(Stored items)
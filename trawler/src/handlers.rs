use anyhow::Context;
use clap::ArgMatches;
use colored::Colorize;
use std::fs;
use std::io::{self, Write};
use std::path::Path;
use std::sync::Arc;
use std::time::Duration;
use thiserror::Error;
use tracing::info;
use tracing_subscriber::EnvFilter;
use trawler_core::crawl::{CrawlOptions, LinkScope, execute_crawl};
use trawler_core::report::{CrawlSummary, ReportFormat, render_summary};
use trawler_scanner::{Fetcher, resolve};

/// Exit code for every fatal error
pub const EXIT_FAILURE: i32 = 1;

#[derive(Error, Debug, PartialEq, Eq)]
pub enum ArgumentError {
    #[error("Number of desired threads must be provided as the first argument!")]
    MissingThreadCount,

    #[error("An error occurred parsing the desired number of threads: '{0}'")]
    InvalidThreadCount(String),

    #[error("Number of desired threads must be > 0! (got {0})")]
    NonPositiveThreadCount(i64),

    #[error("URL must be provided as a command line argument!")]
    MissingUrl,
}

/// Parse the positional thread count. Must be a positive integer.
pub fn parse_thread_count(raw: Option<&str>) -> Result<usize, ArgumentError> {
    let raw = raw.ok_or(ArgumentError::MissingThreadCount)?;
    let count: i64 = raw
        .trim()
        .parse()
        .map_err(|_| ArgumentError::InvalidThreadCount(raw.to_string()))?;

    if count <= 0 {
        return Err(ArgumentError::NonPositiveThreadCount(count));
    }

    usize::try_from(count).map_err(|_| ArgumentError::InvalidThreadCount(raw.to_string()))
}

pub fn require_url(raw: Option<&str>) -> Result<String, ArgumentError> {
    match raw.map(str::trim) {
        Some(url) if !url.is_empty() => Ok(url.to_string()),
        _ => Err(ArgumentError::MissingUrl),
    }
}

/// Load the seed URL from the first non-empty, non-comment line of a file
pub fn load_seed_from_file(path: &Path) -> Result<String, String> {
    let content = fs::read_to_string(path)
        .map_err(|e| format!("Failed to read seed file {}: {}", path.display(), e))?;

    content
        .lines()
        .map(str::trim)
        .find(|line| !line.is_empty() && !line.starts_with('#'))
        .map(str::to_string)
        .ok_or_else(|| format!("No seed URL found in {}", path.display()))
}

/// `@path` reads the seed from a file, anything else is the seed itself
pub fn seed_from_argument(url: &str) -> Result<String, String> {
    match url.strip_prefix('@') {
        Some(path) => load_seed_from_file(Path::new(path)),
        None => Ok(url.to_string()),
    }
}

/// Build crawl options from parsed arguments. The link callback is left unset.
pub fn crawl_options_from_matches(matches: &ArgMatches, workers: usize) -> CrawlOptions {
    let chunk_size = matches.get_one::<u64>("chunk-size").copied().unwrap_or(4096);
    let port = matches.get_one::<u16>("port").copied().unwrap_or(80);

    let mut fetcher = Fetcher::new()
        .with_port(port)
        .with_chunk_size(usize::try_from(chunk_size).unwrap_or(usize::MAX));
    if let Some(seconds) = matches.get_one::<u64>("timeout") {
        fetcher = fetcher.with_timeout(Duration::from_secs(*seconds));
    }

    let mut options = CrawlOptions::new(workers);
    options.fetcher = fetcher;
    options.dedup = matches.get_flag("dedup");
    options.link_scope = if matches.get_flag("same-host") {
        LinkScope::SameHost
    } else {
        LinkScope::Raw
    };
    options.max_rounds = matches.get_one::<usize>("max-rounds").copied();
    options
}

/// Install the stderr log subscriber. `RUST_LOG` wins over the verbosity flag.
pub fn init_logging(verbosity: u8) {
    let default_level = match verbosity {
        0 => "warn",
        1 => "info",
        _ => "debug",
    };
    let filter =
        EnvFilter::try_from_default_env().unwrap_or_else(|_| EnvFilter::new(default_level));

    // Ignore the error when a subscriber is already installed.
    let _ = tracing_subscriber::fmt()
        .with_env_filter(filter)
        .with_writer(io::stderr)
        .with_target(false)
        .try_init();
}

pub fn print_banner() {
    eprintln!("{}", "═".repeat(60).bright_blue().bold());
    eprintln!(
        "{} {}",
        "  TRAWLER".bright_white().bold(),
        format!("v{}", env!("CARGO_PKG_VERSION")).bright_black()
    );
    eprintln!("{}", "═".repeat(60).bright_blue().bold());
}

fn print_fatal(message: impl std::fmt::Display) {
    eprintln!("{} {}", "✗".red().bold(), message);
}

fn print_summary(summary: &CrawlSummary, format: ReportFormat) -> anyhow::Result<()> {
    let rendered =
        render_summary(summary, format).with_context(|| format!("rendering {} summary", format))?;
    eprintln!("{}", rendered);
    Ok(())
}

/// Run a crawl from parsed arguments and return the process exit code.
pub fn handle_crawl(matches: &ArgMatches) -> i32 {
    init_logging(matches.get_count("verbose"));

    if !matches.get_flag("quiet") {
        print_banner();
    }

    let threads = parse_thread_count(matches.get_one::<String>("THREADS").map(String::as_str));
    let url = require_url(matches.get_one::<String>("URL").map(String::as_str));
    let (workers, url) = match (threads, url) {
        (Ok(workers), Ok(url)) => (workers, url),
        (Err(e), _) | (_, Err(e)) => {
            print_fatal(e);
            return EXIT_FAILURE;
        }
    };

    let seed = match seed_from_argument(&url) {
        Ok(seed) => seed,
        Err(e) => {
            print_fatal(e);
            return EXIT_FAILURE;
        }
    };

    let target = match resolve(&seed) {
        Ok(target) => target,
        Err(e) => {
            print_fatal(e);
            return EXIT_FAILURE;
        }
    };
    info!(
        "Crawling {} ({}) starting at {} with {} worker(s)",
        target.base_host, target.ip, target.path, workers
    );

    let mut options = crawl_options_from_matches(matches, workers);
    options.on_link = Some(Arc::new(|link: &str| {
        // A closed stdout (e.g. piped into `head`) must not abort the crawl.
        let _ = writeln!(io::stdout().lock(), "{}", link);
    }));

    let summary = execute_crawl(target, options);

    if let Some(format) = matches.get_one::<String>("summary")
        && let Ok(format) = format.parse::<ReportFormat>()
        && let Err(e) = print_summary(&summary, format)
    {
        print_fatal(format!("{:#}", e));
    }

    0
}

§ WHAT TO WORK ON
All that should appear in the response is the run of lines from the first line of the entries through the line containing "use tracing::info;", copied exactly.

§ ANSWER FOR THIS EXERCISE
filename trawler/src/handlers.rs
use anyhow::Context;
use clap::ArgMatches;
use colored::Colorize;
use std::fs;
use std::io::{self, Write};
use std::path::Path;
use std::sync::Arc;
use std::time::Duration;
use thiserror::Error;
use tracing::info;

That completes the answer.